Glen Cameron Nominees Pty Ltd

Case

[2018] FWCA 6081

2 OCTOBER 2018


[2018] FWCA 6081

FAIR WORK COMMISSION

decision

Fair Work Act 2009

s.185—Enterprise agreement

Glen Cameron Nominees Pty Ltd

(AG2018/2671)

Glen Cameron Nominees Pty Ltd South Australian Enterprise Agreement 2018 - 2022

Road transport industry

Commissioner Platt

ADELAIDE, 2 OCTOBER 2018

Application for approval of the Glen Cameron Nominees Pty Ltd South Australian Enterprise Agreement 2018-2022.

  1. An application has been made for approval of an enterprise agreement known as the Glen Cameron Nominees Pty Ltd South Australian Enterprise Agreement 2018-2022 (the Agreement) pursuant to s.185 of the Fair Work Act 2009 (the Act) by Glen Cameron Nominees Pty Ltd. The agreement is a single enterprise agreement.

  1. The matter was allocated to my Chambers on 7 September 2018.

  1. On 13 September 2018, I conducted a telephone conference with the parties to seek clarification about aspects of the Agreement and invited the Respondent to address these matters including the provision of an undertaking.

  1. The Applicant has submitted an undertaking in the required form dated 26 September 2018. The undertaking deals with the following topics:

·   Clause 33(5) and 44(4) will have no effect for the life of the Agreement.

·   Clause 8 is amended to include:

“Notwithstanding anything contained in this clause, the Agreement can only be varied in accordance with the relevant provisions of the Fair Work Act 2009 (Cth)”.

·   Clause 52 is amended to include:

“Notwithstanding anything contained in this clause, the operation of this clause is not intended to limit in any way the ability of either the employer or the employee to make an application to the FWC to have this Agreement varied in circumstances where a variation to this Agreement has been made.”

·   Clause 12 is amended to include:

“Notwithstanding anything contained in this clause an employee terminated during their probationary period will be, other than where the employee is terminated for serious misconduct, be entitled to the notice period as set out in clause 30 of this Agreement”.

·   Clause 22 is amended to comply with the National Employment Standards.

·   In clause 31 the words “…without notice” are deleted.
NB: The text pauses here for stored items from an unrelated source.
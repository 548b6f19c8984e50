use crate::comparison::domain::{
    AnalysisConfiguration, Tco, TcoBreakdown, VendorRecord, YearlyCost,
};
use crate::comparison::policies::{CalculationConstants, RegionalCostPolicy};

/// TcoCalculator - total cost of ownership over the analysis horizon
///
/// Components:
/// - licensing: rate x billable units x 12 x years, less the org-size tier discount
/// - hardware: annual hardware x regional hardware multiplier x years
/// - implementation: one-time services x org-size multiplier
/// - training: one-time
/// - support: percentage of licensing + hardware
/// - personnel: FTE x loaded salary x regional labor multiplier x years
/// - hidden: complexity overhead as a fraction of licensing
///
/// The yearly series books implementation and training in year 1 and
/// spreads the other components evenly. Values are never rounded here.
pub struct TcoCalculator;

impl TcoCalculator {
    pub fn compute(
        vendor: &VendorRecord,
        config: &AnalysisConfiguration,
        constants: &CalculationConstants,
    ) -> Tco {
        let years = f64::from(config.years());
        let region = RegionalCostPolicy::factors(config.region());
        let units = vendor.billable_units(config.devices(), config.users());
        let discount = vendor.pricing.discount_for(config.org_size()) / 100.0;
        let costs = &vendor.costs;

        let licensing = vendor.pricing.monthly_rate * units * 12.0 * years * (1.0 - discount);
        let hardware = costs.hardware_annual * region.hardware * years;
        let implementation = costs.implementation
            * constants
                .org_size_multipliers
                .for_size(config.org_size());
        let training = costs.training;
        let support = costs.support_percent / 100.0 * (licensing + hardware);
        let personnel = costs.fte_factor * constants.loaded_salary * region.labor * years;
        let hidden = costs.hidden_cost_multiplier * licensing;

        let breakdown = TcoBreakdown {
            licensing,
            hardware,
            implementation,
            training,
            support,
            personnel,
            hidden,
        };

        Tco {
            total: breakdown.sum(),
            yearly: Self::yearly(&breakdown, config.years()),
            breakdown,
        }
    }

    fn yearly(breakdown: &TcoBreakdown, years: u32) -> Vec<YearlyCost> {
        let one_time = breakdown.implementation + breakdown.training;
        let recurring = (breakdown.sum() - one_time) / f64::from(years);
        (1..=years)
            .map(|year| {
                let one_time = if year == 1 { one_time } else { 0.0 };
                YearlyCost {
                    year,
                    one_time,
                    recurring,
                    total: one_time + recurring,
                }
            })
            .collect()
    }

    /// Total spread over every device-month of the horizon
    pub fn per_device_per_month(tco: &Tco, config: &AnalysisConfiguration) -> f64 {
        let device_months = config.devices() as f64 * 12.0 * f64::from(config.years());
        tco.total / device_months
    }
}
·   Clause 32 is amended as follows:

“The Company may stand down its employees during a period in which the employee cannot be usefully employed because of one of the following circumstances:

(a)   industrial action (other than industrial action organised or engaged in by the Company);

(b)   a breakdown of machinery or equipment, if the employer cannot reasonably be held responsible for the breakdown;

(c)   a stoppage of work for any cause for which the Company cannot be held responsible”.

·   Clause 20(2)(a) is amended as follows:

“Time will accrue towards a rostered day off. Ordinary hours will be 7.6 hours per day, and after completion of a 8 hour work day overtime rates will apply as per the Road Transport and Distribution Award 2010.”

  1. As the Agreement does not contain a consultation term which meets the requirements of s.205 of the Act, the model consultation term is taken to be a term of the Agreement.

  1. A copy of the undertaking has been provided to the employee bargaining representatives and I have sought their views in accordance with s.190(4) of the Act. The employee bargaining representative that responded supported the undertaking.

  1. The undertaking appears to meet the requirements of s.190(3) of the Act and I have accepted it. As a result, the undertakings are taken to be a term of the Agreement.

  1. I am satisfied that each of the requirements of ss.186, 187, 188 and 190 of the Act as are relevant to this application for approval have been met.

  1. The Agreement is approved and, in accordance with s.54 of the Act, will operate from 7 days from the date of approval of the Agreement. The nominal expiry date is 9 October 2022.